Stored items
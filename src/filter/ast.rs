use std::fmt;

use crate::feed::FeedItem;

/// Leaf predicates.
#[derive(Debug, Clone, Copy, PartialEq, Eq)]
pub enum AtomKind {
    HasPhoto,
    HasVideo,
    IsRepost,
    IsQuote,
    /// Matches every item.
    MatchAll,
}

impl AtomKind {
    /// The token this atom is written as.
    pub fn token(self) -> &'static str {
        match self {
            AtomKind::HasPhoto => "photo",
            AtomKind::HasVideo => "video",
            AtomKind::IsRepost => "rt",
            AtomKind::IsQuote => "qt",
            AtomKind::MatchAll => "all",
        }
    }

    pub fn from_token(token: &str) -> Option<Self> {
        match token {
            "photo" => Some(AtomKind::HasPhoto),
            "video" => Some(AtomKind::HasVideo),
            "rt" => Some(AtomKind::IsRepost),
            "qt" => Some(AtomKind::IsQuote),
            "all" => Some(AtomKind::MatchAll),
            _ => None,
        }
    }
}

/// A node of a filter expression tree.
///
/// `And` and `Or` with no children never match.
#[derive(Debug, Clone, PartialEq, Eq)]
pub enum PredicateNode {
    Atom(AtomKind),
    Not(Box<PredicateNode>),
    And(Vec<PredicateNode>),
    Or(Vec<PredicateNode>),
}

impl PredicateNode {
    pub fn negate(inner: PredicateNode) -> Self {
        PredicateNode::Not(Box::new(inner))
    }

    /// Whether this tree selects the item.
    pub fn matches(&self, item: &FeedItem) -> bool {
        super::eval::evaluate(self, item)
    }
}

impl From<AtomKind> for PredicateNode {
    fn from(kind: AtomKind) -> Self {
        PredicateNode::Atom(kind)
    }
}

/// Canonical text form; parsing it back yields an equal tree.
impl fmt::Display for PredicateNode {
    fn fmt(&self, f: &mut fmt::Formatter<'_>) -> fmt::Result {
        match self {
            PredicateNode::Atom(kind) => f.write_str(kind.token()),
            PredicateNode::Not(inner) => write!(f, "not({inner})"),
            PredicateNode::And(children) => write_call(f, "and", children),
            PredicateNode::Or(children) => write_call(f, "or", children),
        }
    }
}

fn write_call(f: &mut fmt::Formatter<'_>, name: &str, children: &[PredicateNode]) -> fmt::Result {
    write!(f, "{name}(")?;
    for (i, child) in children.iter().enumerate() {
        if i > 0 {
            f.write_str(",")?;
        }
        write!(f, "{child}")?;
    }
    f.write_str(")")
}

/// Independently rooted trees combined with OR: an item is selected when any
/// entry matches it.
#[derive(Debug, Clone, Default, PartialEq, Eq)]
pub struct FilterList {
    entries: Vec<PredicateNode>,
}

impl FilterList {
    pub fn new(entries: Vec<PredicateNode>) -> Self {
        Self { entries }
    }

    pub fn entries(&self) -> &[PredicateNode] {
        &self.entries
    }

    pub fn len(&self) -> usize {
        self.entries.len()
    }

    pub fn is_empty(&self) -> bool {
        self.entries.is_empty()
    }

    /// Append another list's entries, keeping order.
    pub fn extend(&mut self, other: FilterList) {
        self.entries.extend(other.entries);
    }

    pub fn matches(&self, item: &FeedItem) -> bool {
        self.entries.iter().any(|entry| entry.matches(item))
    }
}

impl fmt::Display for FilterList {
    fn fmt(&self, f: &mut fmt::Formatter<'_>) -> fmt::Result {
        for (i, entry) in self.entries.iter().enumerate() {
            if i > 0 {
                f.write_str("/")?;
            }
            write!(f, "{entry}")?;
        }
        Ok(())
    }
}
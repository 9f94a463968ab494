// Target configuration values — `<account>:<filterList>`.
//
// Several values may name the same account; their filter entries are
// concatenated so the account is still watched by a single task.

use thiserror::Error;

use crate::filter::{self, FilterList, ParseError};

#[derive(Debug, Clone, Error, PartialEq, Eq)]
pub enum TargetError {
    #[error("target \"{value}\" has no ':' between account and filter")]
    MissingSeparator { value: String },

    #[error("target \"{value}\" has an empty account")]
    EmptyAccount { value: String },

    #[error("invalid filter for @{account}: {source}")]
    Filter {
        account: String,
        #[source]
        source: ParseError,
    },
}

/// One configured account and the filters attached to it.
#[derive(Debug, Clone, PartialEq, Eq)]
pub struct TargetSpec {
    pub account: String,
    pub filters: FilterList,
}

/// Split one configuration value into account and parsed filter list.
pub fn parse_target(value: &str) -> Result<(String, FilterList), TargetError> {
    let (account, filter_text) =
        value
            .split_once(':')
            .ok_or_else(|| TargetError::MissingSeparator {
                value: value.to_string(),
            })?;

    if account.is_empty() {
        return Err(TargetError::EmptyAccount {
            value: value.to_string(),
        });
    }

    let filters = filter::parse(filter_text).map_err(|source| TargetError::Filter {
        account: account.to_string(),
        source,
    })?;

    Ok((account.to_string(), filters))
}

/// Targets accumulated from configuration values, in first-seen order.
#[derive(Debug, Clone, Default)]
pub struct TargetSet {
    targets: Vec<TargetSpec>,
}

impl TargetSet {
    /// Parse every value, failing on the first malformed one.
    pub fn from_values<S: AsRef<str>>(values: &[S]) -> Result<Self, TargetError> {
        let mut set = Self::default();
        for value in values {
            set.add(value.as_ref())?;
        }
        Ok(set)
    }

    /// Parse and merge one value.
    pub fn add(&mut self, value: &str) -> Result<(), TargetError> {
        let (account, filters) = parse_target(value)?;

        match self.targets.iter_mut().find(|t| t.account == account) {
            Some(existing) => existing.filters.extend(filters),
            None => self.targets.push(TargetSpec { account, filters }),
        }
        Ok(())
    }

    pub fn targets(&self) -> &[TargetSpec] {
        &self.targets
    }

    pub fn is_empty(&self) -> bool {
        self.targets.is_empty()
    }

    pub fn into_targets(self) -> Vec<TargetSpec> {
        self.targets
    }
}

#[cfg(test)]
mod tests {
    use super::*;

    #[test]
    fn test_parse_target_splits_on_first_colon() {
        let (account, filters) = parse_target("alice:and(rt,not(photo))/qt").unwrap();
        assert_eq!(account, "alice");
        assert_eq!(filters.len(), 2);
    }

    #[test]
    fn test_missing_separator() {
        assert_eq!(
            parse_target("alice"),
            Err(TargetError::MissingSeparator {
                value: "alice".to_string()
            })
        );
    }

    #[test]
    fn test_empty_account() {
        assert!(matches!(
            parse_target(":photo"),
            Err(TargetError::EmptyAccount { .. })
        ));
    }

    #[test]
    fn test_filter_error_names_account() {
        let err = parse_target("bob:and()").unwrap_err();
        match err {
            TargetError::Filter { account, source } => {
                assert_eq!(account, "bob");
                assert!(matches!(source, ParseError::EmptyArgs { .. }));
            }
            other => panic!("unexpected error: {other:?}"),
        }
    }

    #[test]
    fn test_same_account_accumulates() {
        let set = TargetSet::from_values(&["alice:photo", "bob:rt", "alice:video/qt"]).unwrap();
        let targets = set.targets();
        assert_eq!(targets.len(), 2);
        assert_eq!(targets[0].account, "alice");
        assert_eq!(targets[0].filters.to_string(), "photo/video/qt");
        assert_eq!(targets[1].account, "bob");
    }

    #[test]
    fn test_empty_filter_text_rejected() {
        assert!(matches!(
            parse_target("alice:"),
            Err(TargetError::Filter {
                source: ParseError::EmptyExpression,
                ..
            })
        ));
    }
}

**Problem requirements:**
Could you work out how many lines in the records include "PartialEq"? Answer with the number only.

**Answer space:**
5